Fans loved his story — undrafted out of Harvard and living on his brother’s couch — and his background struck a chord among Asian-Americans. Within weeks, he was praised by President Obama, tailed by paparazzi and sized for shoes by Nike. His trading card sold for $21,000 on eBay.

Lin even had the catchphrase Linsanity trademarked.

“It was the time of my life,” Lin said before Monday’s game. “To do it in the fashion that we did was fun. It’s something I’ll remember forever.”

The hoopla lasted less than two months. Lin’s influence dwindled after Coach Mike Woodson replaced Mike D’Antoni, and after battling a meniscus injury in his knee, Lin played his last game with the Knicks on March 24 and eventually had surgery.

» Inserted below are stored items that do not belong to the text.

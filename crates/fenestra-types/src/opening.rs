use serde::{Deserialize, Serialize};

/// How a panel opens, without its direction.
#[derive(Debug, Clone, Copy, PartialEq, Eq, Hash, Serialize, Deserialize)]
#[serde(rename_all = "snake_case")]
pub enum OpeningType {
    Fixed,
    Casement,
    Sliding,
    Awning,
    Hopper,
    Folding,
    TiltTurn,
}

impl OpeningType {
    pub const ALL: [OpeningType; 7] = [
        OpeningType::Fixed,
        OpeningType::Casement,
        OpeningType::Sliding,
        OpeningType::Awning,
        OpeningType::Hopper,
        OpeningType::Folding,
        OpeningType::TiltTurn,
    ];

    pub fn is_operable(self) -> bool {
        self != OpeningType::Fixed
    }
}

/// Flat direction value as entered by a user.
#[derive(Debug, Clone, Copy, PartialEq, Eq, Hash, Serialize, Deserialize)]
#[serde(rename_all = "snake_case")]
pub enum OpeningDirection {
    Left,
    Right,
    Top,
    Bottom,
    BiLeft,
    BiRight,
}

/// Horizontal sense of a side-hung, sliding or folding sash.
#[derive(Debug, Clone, Copy, PartialEq, Eq, Hash, Serialize, Deserialize)]
#[serde(rename_all = "snake_case")]
pub enum Lateral {
    Left,
    Right,
    BiLeft,
    BiRight,
}

impl Lateral {
    /// `None` for the vertical directions, which no lateral opening accepts.
    pub fn from_direction(direction: OpeningDirection) -> Option<Self> {
        match direction {
            OpeningDirection::Left => Some(Lateral::Left),
            OpeningDirection::Right => Some(Lateral::Right),
            OpeningDirection::BiLeft => Some(Lateral::BiLeft),
            OpeningDirection::BiRight => Some(Lateral::BiRight),
            OpeningDirection::Top | OpeningDirection::Bottom => None,
        }
    }

    pub fn direction(self) -> OpeningDirection {
        match self {
            Lateral::Left => OpeningDirection::Left,
            Lateral::Right => OpeningDirection::Right,
            Lateral::BiLeft => OpeningDirection::BiLeft,
            Lateral::BiRight => OpeningDirection::BiRight,
        }
    }

    /// The opposite single-leaf sense; bidirectional values are returned as-is.
    pub fn mirrored(self) -> Self {
        match self {
            Lateral::Left => Lateral::Right,
            Lateral::Right => Lateral::Left,
            other => other,
        }
    }
}

/// Opening type together with the only direction data it can carry.
///
/// Awning sashes are always top-hung and hopper sashes always bottom-hung,
/// so they carry nothing; every side-hung or sliding variant carries a
/// [`Lateral`]. Serialized flat as `{"type": "casement", "direction": "left"}`.
#[derive(Debug, Clone, Copy, PartialEq, Eq, Hash, Default, Serialize, Deserialize)]
#[serde(tag = "type", rename_all = "snake_case")]
pub enum Opening {
    #[default]
    Fixed,
    Casement {
        direction: Lateral,
    },
    Sliding {
        direction: Lateral,
    },
    Awning,
    Hopper,
    Folding {
        direction: Lateral,
    },
    TiltTurn {
        direction: Lateral,
    },
}

impl Opening {
    /// Build an opening from flat user input, coercing the direction to one
    /// the type supports. Vertical directions on lateral types become `Left`.
    pub fn from_parts(kind: OpeningType, direction: OpeningDirection) -> Self {
        let lateral = Lateral::from_direction(direction).unwrap_or(Lateral::Left);
        match kind {
            OpeningType::Fixed => Opening::Fixed,
            OpeningType::Casement => Opening::Casement { direction: lateral },
            OpeningType::Sliding => Opening::Sliding { direction: lateral },
            OpeningType::Awning => Opening::Awning,
            OpeningType::Hopper => Opening::Hopper,
            OpeningType::Folding => Opening::Folding { direction: lateral },
            OpeningType::TiltTurn => Opening::TiltTurn { direction: lateral },
        }
    }

    pub fn kind(&self) -> OpeningType {
        match self {
            Opening::Fixed => OpeningType::Fixed,
            Opening::Casement { .. } => OpeningType::Casement,
            Opening::Sliding { .. } => OpeningType::Sliding,
            Opening::Awning => OpeningType::Awning,
            Opening::Hopper => OpeningType::Hopper,
            Opening::Folding { .. } => OpeningType::Folding,
            Opening::TiltTurn { .. } => OpeningType::TiltTurn,
        }
    }

    /// Flat direction, if the opening has one. Fixed panels have none.
    pub fn direction(&self) -> Option<OpeningDirection> {
        match self {
            Opening::Fixed => None,
            Opening::Awning => Some(OpeningDirection::Top),
            Opening::Hopper => Some(OpeningDirection::Bottom),
            Opening::Casement { direction }
            | Opening::Sliding { direction }
            | Opening::Folding { direction }
            | Opening::TiltTurn { direction } => Some(direction.direction()),
        }
    }

    /// Change the type, keeping the current direction where the new type
    /// accepts it.
    pub fn with_kind(self, kind: OpeningType) -> Self {
        let direction = self.direction().unwrap_or(OpeningDirection::Left);
        Opening::from_parts(kind, direction)
    }

    /// Change the direction, coerced to what the current type accepts.
    pub fn with_direction(self, direction: OpeningDirection) -> Self {
        Opening::from_parts(self.kind(), direction)
    }

    pub fn is_operable(&self) -> bool {
        self.kind().is_operable()
    }
}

Lin’s popularity remains strong worldwide. He is currently sixth over all in the Western Conference All-Star balloting, with nearly 300,000 votes. But in New York, even on Monday, it was clear that Linsanity is over. After his departure, Modell’s Sporting Goods sold off about 40,000 Lin jerseys and T-shirts at discounted prices in a matter of weeks.

“We gave it away,” said Mitch Modell, the chain’s chief executive officer. Jerseys were marked down as low as $10; some T-shirts sold for $1.

“When somebody like that is that hot, and it dies, it dies really quickly,” Modell added. “You’ve just got to sell and convert it to cash. It’s not worth the space it takes up.”